Avdotya laughed aloud.

"What is it?" asked Akim.

"Why, he keeps saying such funny things," she said, without any
particular embarrassment.

The old merchant grinned.

"Ha, ha, yes, my Naum is such a funny fellow, don't listen to him."

"Oh! Really! As though I should," she answered, and shook her head.

"Ha, ha, of course not," observed the old man. "But, however," he went
on in a singsong voice, "we will take our leave; we are thoroughly
satisfied, it is time for bed, ..." and he got up.

"We are well satisfied, too," Akim brought out and he got up, "for
your entertainment, that is, but we wish you a good night.
Avdotyushka, come along."

Avdotya got up as it were unwillingly. Naum, too, got up after her ...
the party broke up. The innkeeper and his wife went off to the little
lobby partitioned off, which served them as a bedroom. Akim was
snoring immediately. It was a long time before Avdotya could get to
sleep.... At first she lay still, turning her face to the wall, then
she began tossing from side to side on the hot feather bed, throwing
off and pulling up the quilt alternately ... then she sank into a light
doze.
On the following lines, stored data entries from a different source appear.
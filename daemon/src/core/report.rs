//! Double-mining reports: a report is the RLP pair of two distinct
//! headers sealed by the same miner at the same height. Verification
//! of the seal itself lives with the consensus engine; the core checks
//! the structural twin conditions, the recency window and duplication,
//! then punishes the offender by deleting every ticket they own.

use crate::core::error::BlockchainError;
use crate::core::state::StateDB;
use log::info;
use rlp::Rlp;
use tempo_common::block::BlockHeader;
use tempo_common::config::REPORT_WINDOW;
use tempo_common::crypto::{Address, Hash};

/// Serialize a header pair into report form.
pub fn encode_report(header1: &BlockHeader, header2: &BlockHeader) -> Vec<u8> {
    let mut s = rlp::RlpStream::new_list(2);
    s.append(header1);
    s.append(header2);
    s.out().to_vec()
}

/// Validate a candidate report against the current state. `height` is
/// the block height the report executes at; `None` skips the recency
/// window (pool checks run against an unknown future height).
pub fn check_adding_report(
    state: &StateDB,
    report: &[u8],
    height: Option<u64>,
) -> Result<(BlockHeader, BlockHeader), BlockchainError> {
    let rlp = Rlp::new(report);
    let header1: BlockHeader = rlp
        .val_at(0)
        .map_err(|_| BlockchainError::InvalidReport("malformed header pair"))?;
    let header2: BlockHeader = rlp
        .val_at(1)
        .map_err(|_| BlockchainError::InvalidReport("malformed header pair"))?;

    if header1.number != header2.number {
        return Err(BlockchainError::InvalidReport("heights differ"));
    }
    if header1.miner != header2.miner {
        return Err(BlockchainError::InvalidReport("miners differ"));
    }
    if header1.hash() == header2.hash() {
        return Err(BlockchainError::InvalidReport("headers are identical"));
    }
    if let Some(current) = height {
        if header1.number >= current {
            return Err(BlockchainError::InvalidReport("reported height not final"));
        }
        if current - header1.number > REPORT_WINDOW {
            return Err(BlockchainError::InvalidReport("report too old"));
        }
    }
    if state.is_report_exist(report) {
        return Err(BlockchainError::ReportExists);
    }
    Ok((header1, header2))
}

/// Punish the double miner: delete every ticket they own. Returns the
/// deleted ticket ids for the receipt log.
pub fn process_report(
    header1: &BlockHeader,
    _header2: &BlockHeader,
    reporter: &Address,
    state: &mut StateDB,
    _height: u64,
    _timestamp: u64,
) -> Result<Vec<Hash>, BlockchainError> {
    let offender = header1.miner;
    let tickets = state.all_tickets()?;
    let ids: Vec<Hash> = tickets.owned_by(&offender).iter().map(|t| t.id).collect();
    for id in &ids {
        state.remove_ticket(id)?;
    }
    info!(
        "double mining at height {} by {}, reported by {}: {} tickets deleted",
        header1.number,
        offender,
        reporter,
        ids.len()
    );
    Ok(ids)
}
//! The `clone-org` command: mirror every repository of a GitHub organization
//! into a destination directory, shallow-cloning new repositories and
//! updating existing ones. Per-repo failures are counted, not fatal.

use std::path::Path;
use std::time::Duration;

use anyhow::{bail, Context, Result};
use log::{info, warn};

use crate::exit_codes::*;
use crate::github::GithubClient;
use crate::gitops;

pub struct CloneOrgArgs {
    pub org: String,
    pub dest: String,
    pub depth: u32,
    pub timeout_secs: u64,
    pub skip_clone: bool,
}

pub async fn execute(args: CloneOrgArgs) -> Result<i32> {
    if args.org.is_empty() {
        bail!("org must not be empty");
    }
    if args.dest.is_empty() {
        bail!("dest must not be empty");
    }
    std::fs::create_dir_all(&args.dest).context("create dest dir")?;

    let token = std::env::var("GITHUB_TOKEN").ok().filter(|t| !t.is_empty());
    let client = GithubClient::new(token);
    let repos = client
        .list_org_repos(&args.org)
        .await
        .context("list org repos")?;
    info!("found {} repositories in {}", repos.len(), args.org);

    if args.skip_clone {
        info!("skipping clone/update; assuming sources exist in {}", args.dest);
        return Ok(EXIT_OK);
    }

    let timeout = Duration::from_secs(args.timeout_secs);
    let mut cloned = 0usize;
    let mut updated = 0usize;
    let mut failed = 0usize;
    let mut skipped = 0usize;

    for repo in &repos {
        let Some(url) = repo.preferred_url() else {
            warn!("no clone URL for {}; skipping", repo.name);
            skipped += 1;
            continue;
        };
        let repo_dir = Path::new(&args.dest).join(&repo.name);

        if repo_dir.exists() {
            info!("updating {} ({})", repo.name, repo.default_branch);
            match gitops::fetch_and_checkout_latest(
                &repo_dir,
                &repo.default_branch,
                args.depth,
                timeout,
            )
            .await
            {
                Ok(()) => updated += 1,
                Err(e) => {
                    warn!("update {} failed: {e}", repo.name);
                    failed += 1;
                }
            }
        } else {
            info!("cloning {} ({})", repo.name, repo.default_branch);
            match gitops::shallow_clone(url, &repo_dir, &repo.default_branch, args.depth, timeout)
                .await
            {
                Ok(()) => cloned += 1,
                Err(e) => {
                    warn!("clone {} failed: {e}", repo.name);
                    failed += 1;
                }
            }
        }
    }

    info!(
        "clone summary: {cloned} cloned, {updated} updated, {failed} failed, {skipped} skipped"
    );
    Ok(if failed == 0 { EXIT_OK } else { EXIT_ERROR })
}
//! K8S010: flags direct Watch calls in units that never construct a shared
//! informer.
//!
//! Two-phase, whole-unit scope: phase one looks for any informer-factory
//! construction across all files of the unit; phase two reports each direct
//! Watch call only when no such mitigation exists. The scope is deliberately
//! the unit, not the lexically enclosing function.

use async_trait::async_trait;
use tree_sitter::Node;

use kubeaudit_core::{walk, CallTarget, Flow, ScopeFrame, SemanticUnit, UnitFile, Visitor};

use crate::finding::RuleFinding;
use crate::rules::helpers::callee_node;
use crate::rules::Rule;
use crate::watchlists::{is_kubernetes_path, ResolutionTier, INFORMER_CONSTRUCTORS};

#[derive(Debug, Default)]
pub struct MissingInformerRule;

impl MissingInformerRule {
    pub fn new() -> Self {
        Self
    }
}

struct ScanVisitor<'t, 'a> {
    file: &'t UnitFile,
    unit_uses_kubernetes: bool,
    has_informer: &'a mut bool,
    watch_calls: &'a mut Vec<RuleFinding>,
}

impl<'t> Visitor<'t> for ScanVisitor<'t, '_> {
    fn enter(&mut self, node: Node<'t>, _scope: &ScopeFrame) -> Flow {
        if node.kind() != "call_expression" {
            return Flow::Continue;
        }
        let target = self.file.resolver().resolve_call_target(node);
        if INFORMER_CONSTRUCTORS.matches(&target, ResolutionTier::PreciseOrName) {
            *self.has_informer = true;
            return Flow::Continue;
        }
        let is_watch = match &target {
            CallTarget::Resolved(sym) => sym.name == "Watch" && is_kubernetes_path(&sym.package),
            CallTarget::Method { name } => name == "Watch" && self.unit_uses_kubernetes,
            _ => false,
        };
        if is_watch {
            self.watch_calls.push(RuleFinding::at(
                &self.file.parsed,
                &callee_node(node),
                "direct Kubernetes Watch call with no shared informer in this package; prefer shared informers (client-go informers/cache)",
            ));
        }
        Flow::Continue
    }
}

#[async_trait]
impl Rule for MissingInformerRule {
    fn id(&self) -> &'static str {
        "K8S010"
    }

    fn title(&self) -> &'static str {
        "Direct Watch without shared informer"
    }

    fn suggestion(&self) -> &'static str {
        "Use shared informers/cache to avoid expensive Watches"
    }

    async fn evaluate(&self, unit: &SemanticUnit) -> Vec<RuleFinding> {
        let unit_uses_kubernetes = unit.imports_any(is_kubernetes_path);
        let mut has_informer = false;
        let mut watch_calls = Vec::new();
        for file in &unit.files {
            let mut visitor = ScanVisitor {
                file,
                unit_uses_kubernetes,
                has_informer: &mut has_informer,
                watch_calls: &mut watch_calls,
            };
            walk(&file.parsed, &mut visitor);
        }
        if has_informer {
            Vec::new()
        } else {
            watch_calls
        }
    }
}
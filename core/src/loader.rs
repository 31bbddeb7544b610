use std::collections::BTreeMap;
use std::path::{Path, PathBuf};

use ignore::WalkBuilder;
use log::{debug, warn};

use crate::error::LoadError;
use crate::parse::ast::FileId;
use crate::parse::go::parse_go_file;
use crate::types::SourceFile;
use crate::unit::{SemanticUnit, UnitFile};

/// A non-fatal problem that caused one unit to be skipped.
#[derive(Debug, Clone)]
pub struct LoadDiagnostic {
    pub dir: String,
    pub reason: String,
}

/// The result of loading: the units that parsed plus diagnostics for the ones
/// that did not.
#[derive(Debug, Default)]
pub struct LoadOutcome {
    pub units: Vec<SemanticUnit>,
    pub skipped: Vec<LoadDiagnostic>,
}

/// Load semantic units (one per Go package directory) from the given paths.
///
/// Fatal errors: a missing input path, or no `.go` file anywhere under the
/// inputs. A unit that fails to read or parse is skipped with a diagnostic
/// and the rest of the scan proceeds.
///
/// `vendor/` and `testdata/` directories and `_test.go` files are excluded.
pub fn load_units(paths: &[PathBuf]) -> Result<LoadOutcome, LoadError> {
    for path in paths {
        if !path.exists() {
            return Err(LoadError::MissingPath(path.display().to_string()));
        }
    }

    let mut by_dir: BTreeMap<PathBuf, Vec<PathBuf>> = BTreeMap::new();
    for path in paths {
        for entry in WalkBuilder::new(path).build() {
            let entry = entry.map_err(|e| LoadError::Walk(e.to_string()))?;
            let file = entry.path();
            if !entry.file_type().is_some_and(|t| t.is_file()) || !is_scannable(file) {
                continue;
            }
            let dir = file.parent().unwrap_or(Path::new(".")).to_path_buf();
            by_dir.entry(dir).or_default().push(file.to_path_buf());
        }
    }

    if by_dir.is_empty() {
        return Err(LoadError::NoSources);
    }

    let mut outcome = LoadOutcome::default();
    let mut next_id: u64 = 1;

    'dirs: for (dir, mut files) in by_dir {
        files.sort();
        let mut unit_files = Vec::with_capacity(files.len());
        for file in &files {
            let content = match std::fs::read_to_string(file) {
                Ok(c) => c,
                Err(e) => {
                    warn!("skipping unit {}: {}", dir.display(), e);
                    outcome.skipped.push(LoadDiagnostic {
                        dir: dir.display().to_string(),
                        reason: format!("read {}: {e}", file.display()),
                    });
                    continue 'dirs;
                }
            };
            let sf = SourceFile::new(file.display().to_string(), content);
            let file_id = FileId(next_id);
            next_id += 1;
            match parse_go_file(file_id, &sf) {
                Ok(parsed) => unit_files.push(UnitFile::new(parsed)),
                Err(e) => {
                    warn!("skipping unit {}: {}", dir.display(), e);
                    outcome.skipped.push(LoadDiagnostic {
                        dir: dir.display().to_string(),
                        reason: format!("parse {}: {e}", file.display()),
                    });
                    continue 'dirs;
                }
            }
        }
        if unit_files.is_empty() {
            continue;
        }
        debug!("loaded unit {} ({} files)", dir.display(), unit_files.len());
        outcome
            .units
            .push(SemanticUnit::from_files(dir.display().to_string(), unit_files));
    }

    Ok(outcome)
}

/// Build a single in-memory unit from source files, for tests and embedding.
pub fn unit_from_sources(sources: &[SourceFile]) -> anyhow::Result<SemanticUnit> {
    let mut files = Vec::with_capacity(sources.len());
    for (i, sf) in sources.iter().enumerate() {
        let parsed = parse_go_file(FileId(i as u64 + 1), sf)?;
        files.push(UnitFile::new(parsed));
    }
    Ok(SemanticUnit::from_files("", files))
}

fn is_scannable(path: &Path) -> bool {
    let Some(name) = path.file_name().and_then(|n| n.to_str()) else {
        return false;
    };
    if !name.ends_with(".go") || name.ends_with("_test.go") {
        return false;
    }
    !path.components().any(|c| {
        matches!(c.as_os_str().to_str(), Some("vendor") | Some("testdata"))
    })
}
Suddenly she heard from the yard a loud masculine voice: it was
singing a song of which it was impossible to distinguish the words,
prolonging each note, though not with a melancholy effect. Avdotya
opened her eyes, propped herself on her elbows and listened.... The
song went on.... It rang out musically in the autumn air.

Akim raised his head.

"Who's that singing?" he asked.

"I don't know," she answered.

"He sings well," he added, after a brief pause. "Very well. What a
strong voice. I used to sing in my day," he went on. "And I sang well,
too, but my voice has gone. That's a fine voice. It must be that young
fellow singing, Naum is his name, isn't it?" And he turned over on the
other side, gave a sigh and fell asleep again.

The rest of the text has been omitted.